Top of Data records
//! Sensor Sample Simulation
//!
//! Streams synthetic sensor readings, one per line, for feeding the live
//! monitor or building test files. Scenarios:
//! - Normal: baseline 10 with bounded gaussian noise (σ 0.5)
//! - Drifting: normal plus a 0.075/sample ramp
//! - Noisy: baseline with heavy noise (σ 3.0)
//! - Oscillation: baseline plus a 5-unit sine swing, period 12.5 samples
//!
//! # Usage
//! ```bash
//! ./simulation --scenario drifting --interval-ms 100 | ./qorsense monitor --stdin
//! ./simulation --scenario noisy --length 500 --timestamps --interval-ms 0 > noisy.csv
//! ```

use anyhow::{Context, Result};
use clap::Parser;
use std::io::{self, Write};
use std::time::{Duration, Instant};

use qorsense::{Scenario, SyntheticGenerator};

// ============================================================================
// CLI Arguments
// ============================================================================

#[derive(Parser, Debug)]
#[command(name = "simulation")]
#[command(about = "Synthetic sensor sample stream for QorSense testing")]
#[command(version)]
struct Args {
    /// Normal, Drifting, Noisy or Oscillation (case-insensitive)
    #[arg(short, long, default_value = "Normal")]
    scenario: Scenario,

    /// Number of samples to emit (default: stream until interrupted)
    #[arg(short, long)]
    length: Option<u64>,

    /// Random seed for reproducibility
    #[arg(long)]
    seed: Option<u64>,

    /// Delay between samples in milliseconds (0 = no delay)
    #[arg(short, long, default_value_t = 1000)]
    interval_ms: u64,

    /// Prefix each sample with an RFC 3339 timestamp (`timestamp,value`)
    #[arg(short, long)]
    timestamps: bool,

    /// Suppress the stderr banner
    #[arg(short, long)]
    quiet: bool,
}

// ============================================================================
// Main Entry Point
// ============================================================================

fn main() -> Result<()> {
    let args = Args::parse();

    let mut generator = SyntheticGenerator::new(args.scenario, args.seed);
    let interval = Duration::from_millis(args.interval_ms);
    // Timestamps advance by the nominal interval, or one second when unthrottled
    let step = chrono::Duration::milliseconds(i64::try_from(args.interval_ms.max(1_000)).unwrap_or(1_000));
    let start = chrono::Utc::now();

    if !args.quiet {
        eprintln!("QorSense sample simulation");
        eprintln!("  Scenario: {}", args.scenario);
        match args.length {
            Some(length) => eprintln!("  Samples:  {length}"),
            None => eprintln!("  Samples:  unbounded"),
        }
        eprintln!("  Interval: {} ms", args.interval_ms);
        if let Some(seed) = args.seed {
            eprintln!("  Seed:     {seed}");
        }
    }

    let started = Instant::now();
    let stdout = io::stdout();
    let mut out = stdout.lock();
    let mut emitted: u64 = 0;

    while args.length.map_or(true, |length| emitted < length) {
        let tick = Instant::now();
        let value = generator.next_value();

        let written = if args.timestamps {
            let offset = i32::try_from(emitted).map(|n| step * n).unwrap_or(step);
            writeln!(out, "{},{value:.6}", (start + offset).to_rfc3339())
        } else {
            writeln!(out, "{value:.6}")
        };
        match written.and_then(|()| out.flush()) {
            Ok(()) => {}
            // Downstream closed (e.g. the monitor stopped)
            Err(e) if e.kind() == io::ErrorKind::BrokenPipe => break,
            Err(e) => return Err(e).context("Failed to write sample"),
        }
        emitted += 1;

        if !interval.is_zero() {
            let elapsed = tick.elapsed();
            if elapsed < interval {
                std::thread::sleep(interval - elapsed);
            }
        }
    }

    if !args.quiet {
        eprintln!(
            "Emitted {emitted} samples in {:.1}s",
            started.elapsed().as_secs_f64()
        );
    }
    Ok(())
}
//! Ordinary least squares
//!
//! One fit serves slope, residual noise, RUL extrapolation and every DFA
//! window, so the degenerate cases are handled here once.

use statrs::statistics::Statistics;

/// Result of a simple linear regression `y = intercept + slope * x`.
#[derive(Debug, Clone, Copy, PartialEq)]
pub struct LinearFit {
    pub slope: f64,
    pub intercept: f64,
    pub r_squared: f64,
    /// Number of points fitted
    pub n: usize,
}

impl LinearFit {
    /// Fit `values` against their sample index `0..n`.
    pub fn over_index(values: &[f64]) -> Self {
        let x: Vec<f64> = (0..values.len()).map(|i| i as f64).collect();
        Self::fit(&x, values)
    }

    /// Fit `y` against `x`.
    ///
    /// Fewer than two points, a constant `x` or a constant `y` yield a flat
    /// line through the mean with slope exactly 0.0.
    pub fn fit(x: &[f64], y: &[f64]) -> Self {
        let n = x.len().min(y.len());
        let flat = |level: f64| Self {
            slope: 0.0,
            intercept: level,
            r_squared: 0.0,
            n,
        };

        if n == 0 {
            return flat(0.0);
        }
        let (x, y) = (&x[..n], &y[..n]);
        if n < 2 || y.iter().all(|v| *v == y[0]) {
            return flat(y[0]);
        }

        let mean_x = x.iter().mean();
        let mean_y = y.iter().mean();

        let mut sxx = 0.0;
        let mut sxy = 0.0;
        let mut syy = 0.0;
        for (xi, yi) in x.iter().zip(y) {
            let dx = xi - mean_x;
            let dy = yi - mean_y;
            sxx += dx * dx;
            sxy += dx * dy;
            syy += dy * dy;
        }

        if sxx == 0.0 {
            return flat(mean_y);
        }

        let slope = sxy / sxx;
        let intercept = mean_y - slope * mean_x;
        let r_squared = if syy > 0.0 {
            ((sxy * sxy) / (sxx * syy)).min(1.0)
        } else {
            0.0
        };

        Self {
            slope,
            intercept,
            r_squared,
            n,
        }
    }

    pub fn predict(&self, x: f64) -> f64 {
        self.intercept + self.slope * x
    }

    /// Fitted value at the last sample index.
    pub fn end_value(&self) -> f64 {
        self.predict(self.n.saturating_sub(1) as f64)
    }

    /// Residuals of `values` against this fit, with `x` = sample index.
    pub fn residuals_over_index(&self, values: &[f64]) -> Vec<f64> {
        values
            .iter()
            .enumerate()
            .map(|(i, v)| v - self.predict(i as f64))
            .collect()
    }
}

#[cfg(test)]
mod tests {
    use super::*;

    #[test]
    fn test_perfect_line() {
        let values: Vec<f64> = (0..10).map(|i| 3.0 + 2.0 * i as f64).collect();
        let fit = LinearFit::over_index(&values);
        assert!((fit.slope - 2.0).abs() < 1e-12);
        assert!((fit.intercept - 3.0).abs() < 1e-12);
        assert!((fit.r_squared - 1.0).abs() < 1e-12);
        assert!((fit.end_value() - 21.0).abs() < 1e-12);
    }

    #[test]
    fn test_constant_series_has_exact_zero_slope() {
        let values = vec![7.3; 64];
        let fit = LinearFit::over_index(&values);
        assert_eq!(fit.slope, 0.0);
        assert_eq!(fit.intercept, 7.3);
        assert!(fit.residuals_over_index(&values).iter().all(|r| *r == 0.0));
    }

    #[test]
    fn test_degenerate_inputs() {
        let empty = LinearFit::over_index(&[]);
        assert_eq!(empty.slope, 0.0);
        let single = LinearFit::over_index(&[4.0]);
        assert_eq!(single.slope, 0.0);
        assert_eq!(single.intercept, 4.0);
        let same_x = LinearFit::fit(&[1.0, 1.0, 1.0], &[1.0, 2.0, 3.0]);
        assert_eq!(same_x.slope, 0.0);
        assert!((same_x.intercept - 2.0).abs() < 1e-12);
    }

    #[test]
    fn test_noisy_line_recovers_slope() {
        let values: Vec<f64> = (0..100)
            .map(|i| 0.5 * i as f64 + if i % 2 == 0 { 1.0 } else { -1.0 })
            .collect();
        let fit = LinearFit::over_index(&values);
        assert!((fit.slope - 0.5).abs() < 0.01);
        assert!(fit.r_squared > 0.99);
    }

    #[test]
    fn test_alternating_series_has_no_trend() {
        let values: Vec<f64> = (0..100).map(|i| if i % 2 == 0 { 1.0 } else { -1.0 }).collect();
        let fit = LinearFit::over_index(&values);
        assert!(fit.slope.abs() < 0.001);
        assert!(fit.r_squared < 0.01);
    }

    #[test]
    fn test_fit_carries_only_line_statistics() {
        // Slope, intercept, R² and n are all a fit reports
        let fit = LinearFit::over_index(&[1.0, 2.0, 4.0]);
        let LinearFit { slope, intercept, r_squared, n } = fit;
        assert!((slope - 1.5).abs() < 1e-12);
        assert!((intercept - 5.0 / 6.0).abs() < 1e-12);
        assert!(r_squared > 0.9 && r_squared < 1.0);
        assert_eq!(n, 3);
    }
}
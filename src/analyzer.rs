//! Sensor analyzer - orchestrates the one-shot analysis pipeline
//!
//! 1. Preprocessing (drop non-finite readings, enforce minimum length, baseline)
//! 2. Metric engine (bias, slope, noise/SNR, hysteresis, DFA)
//! 3. Health scoring (penalties, flags, status)
//! 4. Diagnosis, recommendation and RUL text
//!
//! Analysis is synchronous and pure: the same request always yields the same
//! metrics, score, flags and status (only the result timestamp differs).

use chrono::Utc;

use crate::config::AnalysisConfig;
use crate::processing::{
    assess_health, compute_metrics, diagnose, predict_rul, preprocess, recommend, sample_period,
    HealthAssessment, MetricReport, ValidatedSeries, ValidationError,
};
use crate::types::{AnalysisRequest, AnalysisResult, SensorType};

/// Full pipeline output, for callers that need more than the result (reports).
#[derive(Debug, Clone)]
pub struct DetailedAnalysis {
    pub result: AnalysisResult,
    pub series: ValidatedSeries,
    pub report: MetricReport,
    pub assessment: HealthAssessment,
}

/// Runs the analysis pipeline with a validated threshold set.
#[derive(Debug, Clone)]
pub struct SensorAnalyzer {
    config: AnalysisConfig,
}

impl Default for SensorAnalyzer {
    fn default() -> Self {
        Self {
            config: AnalysisConfig::default(),
        }
    }
}

impl SensorAnalyzer {
    /// Create an analyzer; inconsistent thresholds are rejected up front.
    pub fn new(config: AnalysisConfig) -> Result<Self, ValidationError> {
        config.validate().map_err(ValidationError::InvalidConfig)?;
        Ok(Self { config })
    }

    pub fn config(&self) -> &AnalysisConfig {
        &self.config
    }

    /// Analyze one request.
    pub fn analyze(&self, request: &AnalysisRequest) -> Result<AnalysisResult, ValidationError> {
        self.analyze_detailed(request).map(|detailed| detailed.result)
    }

    /// Analyze a plain series without timestamps or setpoint.
    pub fn analyze_values(
        &self,
        sensor_id: &str,
        sensor_type: SensorType,
        values: &[f64],
    ) -> Result<AnalysisResult, ValidationError> {
        self.analyze(&AnalysisRequest::new(sensor_id, sensor_type, values))
    }

    /// Analyze one request and keep every intermediate stage.
    ///
    /// A per-request `config` replaces the analyzer's thresholds for this call
    /// only, after the same validation `new` applies.
    pub fn analyze_detailed(
        &self,
        request: &AnalysisRequest,
    ) -> Result<DetailedAnalysis, ValidationError> {
        let config = match &request.config {
            Some(override_config) => {
                override_config
                    .validate()
                    .map_err(ValidationError::InvalidConfig)?;
                override_config
            }
            None => &self.config,
        };

        let series = preprocess(
            &request.values,
            request.timestamps.as_deref(),
            request.setpoint,
            config,
        )
        .map_err(|e| {
            tracing::debug!(sensor_id = %request.sensor_id, error = %e, "Request failed validation");
            e
        })?;

        let report = compute_metrics(&series);
        let assessment = assess_health(&report.metrics, &report.dfa, config);

        let unit = request.sensor_type.unit();
        let diagnosis = diagnose(&assessment.scores, &report.metrics, unit);
        let recommendation = recommend(assessment.status, &assessment.flags);
        let period = series.timestamps.as_deref().and_then(sample_period);
        let prediction = predict_rul(&report.fit, series.baseline.value(), config, period);

        tracing::debug!(
            sensor_id = %request.sensor_id,
            bias = report.metrics.bias,
            slope = report.metrics.slope,
            noise_std = report.metrics.noise_std,
            snr_db = report.metrics.snr_db,
            hysteresis = report.metrics.hysteresis,
            hurst = report.metrics.hurst,
            hurst_r2 = report.metrics.hurst_r2,
            "Metric details"
        );
        tracing::info!(
            sensor_id = %request.sensor_id,
            sensor_type = %request.sensor_type,
            samples = series.len(),
            dropped = series.dropped,
            health_score = assessment.health_score,
            status = %assessment.status,
            "Analysis complete"
        );

        let result = AnalysisResult {
            sensor_id: request.sensor_id.clone(),
            timestamp: Utc::now(),
            health_score: assessment.health_score,
            status: assessment.status,
            diagnosis,
            metrics: report.metrics,
            flags: assessment.flags.clone(),
            recommendation,
            prediction: Some(prediction),
        };

        Ok(DetailedAnalysis {
            result,
            series,
            report,
            assessment,
        })
    }
}
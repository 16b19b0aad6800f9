//! Sensor data sources: CSV readings and the synthetic scenario generator

use chrono::{DateTime, Utc};
use rand::rngs::StdRng;
use rand::{Rng, SeedableRng};
use rand_distr::StandardNormal;
use serde::{Deserialize, Serialize};
use std::path::{Path, PathBuf};
use std::str::FromStr;
use thiserror::Error;

use crate::processing::ValidationError;
use crate::types::{AnalysisRequest, SensorType};

// ============================================================================
// CSV readings
// ============================================================================

#[derive(Debug, Error)]
pub enum CsvError {
    #[error("Failed to read CSV ({path}): {1}", path = .0.display())]
    Io(PathBuf, #[source] std::io::Error),

    #[error(transparent)]
    Invalid(#[from] ValidationError),
}

/// Read a reading series from a CSV file into an analysis request.
///
/// Expected CSV format, one reading per line, either
/// `value` or `timestamp,value`. A leading `timestamp`/`value` header is
/// skipped. Empty value cells are missing readings.
pub fn read_csv_request(
    path: &Path,
    sensor_id: &str,
    sensor_type: SensorType,
) -> Result<AnalysisRequest, CsvError> {
    let contents =
        std::fs::read_to_string(path).map_err(|e| CsvError::Io(path.to_path_buf(), e))?;
    let (values, timestamps) = parse_csv_readings(&contents)?;

    tracing::info!(
        count = values.len(),
        path = %path.display(),
        timestamped = timestamps.is_some(),
        "Loaded readings from CSV"
    );

    Ok(AnalysisRequest {
        sensor_id: sensor_id.to_string(),
        sensor_type,
        values,
        timestamps,
        config: None,
        setpoint: None,
    })
}

/// Parse CSV text into readings and, for two-column input, timestamps.
pub fn parse_csv_readings(
    contents: &str,
) -> Result<(Vec<Option<f64>>, Option<Vec<String>>), ValidationError> {
    let mut values = Vec::new();
    let mut timestamps = Vec::new();
    let mut columns: Option<usize> = None;

    for (idx, line) in contents.lines().enumerate() {
        let line_num = idx + 1;
        let line = line.trim();

        // Skip empty lines
        if line.is_empty() {
            continue;
        }
        // Skip header line
        if columns.is_none() && (line.starts_with("timestamp") || line.starts_with("value")) {
            continue;
        }

        let fields: Vec<&str> = line.split(',').map(str::trim).collect();
        match columns {
            None => columns = Some(fields.len()),
            Some(expected) if expected != fields.len() => {
                return Err(ValidationError::Malformed(format!(
                    "Expected {expected} fields, got {} on line {line_num}",
                    fields.len()
                )));
            }
            Some(_) => {}
        }

        let (timestamp, raw) = match fields.as_slice() {
            [value] => (None, *value),
            [ts, value] => (Some(*ts), *value),
            _ => {
                return Err(ValidationError::Malformed(format!(
                    "Expected 1 or 2 fields, got {} on line {line_num}",
                    fields.len()
                )))
            }
        };
        values.push(parse_reading(raw, line_num)?);
        if let Some(ts) = timestamp {
            timestamps.push(ts.to_string());
        }
    }

    let timestamps = (columns == Some(2)).then_some(timestamps);
    Ok((values, timestamps))
}

/// Parse a reading cell; an empty cell is a missing reading.
fn parse_reading(s: &str, line_num: usize) -> Result<Option<f64>, ValidationError> {
    if s.is_empty() {
        return Ok(None);
    }
    s.parse::<f64>()
        .map(Some)
        .map_err(|_| ValidationError::Malformed(format!("Cannot parse reading '{s}' on line {line_num}")))
}

// ============================================================================
// Synthetic scenarios
// ============================================================================

/// Nominal level every scenario oscillates around.
const SCENARIO_BASELINE: f64 = 10.0;
/// Gaussian samples are bounded at this many standard deviations.
const NOISE_BOUND_SIGMAS: f64 = 3.0;
const DRIFT_PER_SAMPLE: f64 = 0.075;
const OSCILLATION_AMPLITUDE: f64 = 5.0;
const OSCILLATION_PERIOD: f64 = 12.5;

/// Simulated sensor behaviour.
#[derive(Debug, Clone, Copy, Default, PartialEq, Eq, Hash, Serialize, Deserialize)]
pub enum Scenario {
    /// Baseline with small bounded noise
    #[default]
    #[serde(alias = "normal")]
    Normal,
    /// Normal plus a steady upward ramp
    #[serde(alias = "drifting")]
    Drifting,
    /// Baseline with heavy noise
    #[serde(alias = "noisy")]
    Noisy,
    /// Baseline plus a periodic swing
    #[serde(alias = "oscillation")]
    Oscillation,
}

impl Scenario {
    pub const ALL: [Scenario; 4] = [
        Scenario::Normal,
        Scenario::Drifting,
        Scenario::Noisy,
        Scenario::Oscillation,
    ];

    fn noise_sigma(self) -> f64 {
        match self {
            Scenario::Normal | Scenario::Drifting => 0.5,
            Scenario::Noisy => 3.0,
            Scenario::Oscillation => 0.2,
        }
    }

    /// Deterministic part of the signal at sample `index`.
    fn signal(self, index: usize) -> f64 {
        let t = index as f64;
        match self {
            Scenario::Normal | Scenario::Noisy => SCENARIO_BASELINE,
            Scenario::Drifting => SCENARIO_BASELINE + DRIFT_PER_SAMPLE * t,
            Scenario::Oscillation => {
                SCENARIO_BASELINE
                    + OSCILLATION_AMPLITUDE * (std::f64::consts::TAU * t / OSCILLATION_PERIOD).sin()
            }
        }
    }
}

impl std::fmt::Display for Scenario {
    fn fmt(&self, f: &mut std::fmt::Formatter<'_>) -> std::fmt::Result {
        match self {
            Scenario::Normal => write!(f, "Normal"),
            Scenario::Drifting => write!(f, "Drifting"),
            Scenario::Noisy => write!(f, "Noisy"),
            Scenario::Oscillation => write!(f, "Oscillation"),
        }
    }
}

impl FromStr for Scenario {
    type Err = String;

    fn from_str(s: &str) -> Result<Self, Self::Err> {
        Self::ALL
            .into_iter()
            .find(|scenario| scenario.to_string().eq_ignore_ascii_case(s.trim()))
            .ok_or_else(|| {
                format!("unknown scenario '{s}' (expected Normal, Drifting, Noisy or Oscillation)")
            })
    }
}

/// Seeded generator for synthetic sensor series.
///
/// Usable in batch (`generate`) or streaming (`next_value`) form; both draw
/// from the same sample index, so a stream continues where a batch ended.
#[derive(Debug, Clone)]
pub struct SyntheticGenerator {
    scenario: Scenario,
    rng: StdRng,
    index: usize,
}

impl SyntheticGenerator {
    /// Create a generator. `None` seeds from OS entropy.
    pub fn new(scenario: Scenario, seed: Option<u64>) -> Self {
        let rng = match seed {
            Some(seed) => StdRng::seed_from_u64(seed),
            None => StdRng::from_entropy(),
        };
        Self {
            scenario,
            rng,
            index: 0,
        }
    }

    pub fn scenario(&self) -> Scenario {
        self.scenario
    }

    /// Number of samples produced so far.
    pub fn position(&self) -> usize {
        self.index
    }

    /// Produce the next sample of the stream.
    pub fn next_value(&mut self) -> f64 {
        let sigma = self.scenario.noise_sigma();
        let z: f64 = self.rng.sample(StandardNormal);
        let noise = (z * sigma).clamp(-NOISE_BOUND_SIGMAS * sigma, NOISE_BOUND_SIGMAS * sigma);
        let value = self.scenario.signal(self.index) + noise;
        self.index += 1;
        value
    }

    /// Produce the next `length` samples.
    pub fn generate(&mut self, length: usize) -> Result<Vec<f64>, ValidationError> {
        if length == 0 {
            return Err(ValidationError::InvalidLength(length));
        }
        let values: Vec<f64> = (0..length).map(|_| self.next_value()).collect();
        tracing::debug!(scenario = %self.scenario, length, "Generated synthetic series");
        Ok(values)
    }

    /// Produce `length` samples as a timestamped analysis request, one sample
    /// every `period` starting at `start`.
    pub fn generate_request(
        &mut self,
        sensor_id: &str,
        sensor_type: SensorType,
        length: usize,
        start: DateTime<Utc>,
        period: chrono::Duration,
    ) -> Result<AnalysisRequest, ValidationError> {
        let values = self.generate(length)?;
        let timestamps = (0..length)
            .map(|i| {
                let offset = i32::try_from(i)
                    .map(|i| period * i)
                    .map_err(|_| ValidationError::InvalidLength(length))?;
                Ok((start + offset).to_rfc3339())
            })
            .collect::<Result<Vec<_>, ValidationError>>()?;
        Ok(AnalysisRequest::new(sensor_id, sensor_type, &values).with_timestamps(timestamps))
    }
}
Bottom of Data records
Return the lines above that include the string "CsvError".

● Result of the exercise
pub enum CsvError {
) -> Result<AnalysisRequest, CsvError> {
        std::fs::read_to_string(path).map_err(|e| CsvError::Io(path.to_path_buf(), e))?;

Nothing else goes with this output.